New clause 15—Offence of failing to scan a microchip—

‘(1) When a relevant animal is presented for a consultation with a veterinary surgeon (or registered veterinary nurse), the veterinary surgeon (or veterinary nurse) must—

(a) scan the microchip of the relevant animal,

(b) check that the microchip number is registered on a database by a database operator which meets current conditions set out in law,

(c) check that the person accompanying the relevant animal is either the registered keeper of the relevant animal or has, to the satisfaction of the veterinary surgeon (or veterinary nurse), the permission of the registered keeper of the relevant animal to accompany that animal, and

(d) if the condition in paragraph (c) is not met, report to the police the fact that the relevant animal is not accompanied by the registered keeper or a person authorised by the registered keeper.

(2) For the purposes of subsection (1), a “relevant animal” means an animal which is required by law to be microchipped.
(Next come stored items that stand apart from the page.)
use axum::{
    extract::State,
    http::{StatusCode, header},
    response::{Html, IntoResponse, Response},
};
use chrono::{SecondsFormat, Utc};
use include_dir::{include_dir, Dir};
use reqwest::Url;

use crate::routes::AppState;

static ASSETS: Dir<'_> = include_dir!("$CARGO_MANIFEST_DIR/static");

pub const FALLBACK_SITE_URL: &str = "https://example.com";

/// Canonical site metadata.
#[derive(Debug, Clone)]
pub struct SiteConfig {
    pub name: String,
    pub short_name: String,
    pub description: String,
    pub keywords: Vec<String>,
    pub url: Url,
}

impl Default for SiteConfig {
    fn default() -> Self {
        Self::new(parse_site_url(None))
    }
}

impl SiteConfig {
    pub fn new(url: Url) -> Self {
        Self {
            name: "UI Prompt Atelier".into(),
            short_name: "Prompt Atelier".into(),
            description: "UI Prompt Atelier is a Gemini-powered prompt builder for creating production-ready prompts for UI-building agents.".into(),
            keywords: [
                "UI prompt builder",
                "Gemini",
                "Rust",
                "prompt engineering",
                "design systems",
                "frontend development",
            ]
            .iter()
            .map(|s| s.to_string())
            .collect(),
            url,
        }
    }

    pub fn origin(&self) -> String {
        self.url.origin().ascii_serialization()
    }
}

/// Accepts full URLs or bare hosts; anything unparseable yields the fallback.
pub fn parse_site_url(raw: Option<&str>) -> Url {
    let fallback = || Url::parse(FALLBACK_SITE_URL).expect("fallback site URL is valid");
    let Some(raw) = raw.map(str::trim).filter(|s| !s.is_empty()) else {
        return fallback();
    };
    Url::parse(raw)
        .or_else(|_| Url::parse(&format!("https://{raw}")))
        .unwrap_or_else(|_| fallback())
}

fn escape_html(s: &str) -> String {
    s.replace('&', "&amp;").replace('<', "&lt;").replace('>', "&gt;").replace('"', "&quot;")
}

pub fn render_index(site: &SiteConfig) -> String {
    let template = ASSETS
        .get_file("index.html")
        .and_then(|f| f.contents_utf8())
        .unwrap_or_default();
    template
        .replace("{{title}}", &escape_html(&site.name))
        .replace("{{short_name}}", &escape_html(&site.short_name))
        .replace("{{description}}", &escape_html(&site.description))
        .replace("{{keywords}}", &escape_html(&site.keywords.join(", ")))
        .replace("{{canonical}}", &escape_html(&format!("{}/", site.origin())))
}

pub fn render_sitemap(site: &SiteConfig) -> String {
    let last_modified = Utc::now().to_rfc3339_opts(SecondsFormat::Secs, true);
    format!(
        r#"<?xml version="1.0" encoding="UTF-8"?>
<urlset xmlns="http://www.sitemaps.org/schemas/sitemap/0.9">
  <url>
    <loc>{}/</loc>
    <lastmod>{}</lastmod>
    <changefreq>weekly</changefreq>
    <priority>1</priority>
  </url>
</urlset>
"#,
        escape_html(&site.origin()),
        last_modified
    )
}

pub async fn index(State(state): State<AppState>) -> Html<String> {
    Html(render_index(&state.site))
}

pub async fn sitemap(State(state): State<AppState>) -> Response {
    ([(header::CONTENT_TYPE, "application/xml")], render_sitemap(&state.site)).into_response()
}

pub async fn icon() -> Response {
    match ASSETS.get_file("icon.svg") {
        Some(file) => ([(header::CONTENT_TYPE, "image/svg+xml")], file.contents()).into_response(),
        None => StatusCode::NOT_FOUND.into_response(),
    }
}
(3) If a veterinary surgeon (or veterinary nurse) is in breach of subsection (1), they are guilty of an offence.

(4) If a veterinary surgeon (or veterinary nurse) is guilty of an offence under this section, they are liable on summary conviction to a fine not exceeding level 4 on the standard scale.’

New clause 16—Offence of pet theft—

‘(1) The Animal Welfare Act 2006 is amended as follows.

(2) After section 2 (“protected animal”) insert—

“2A Definition of pet

A protected animal is a “pet” for the purposes of this Act if it—

(a) provides companionship to any human being,

(b) provides assistance to any human being, or

(c) provides assistance to any human being in the course of their work.”

(3) After section 8 (fighting etc.) insert—

“8A Pet theft

A person commits an offence if they dishonestly appropriate a pet belonging to another person.”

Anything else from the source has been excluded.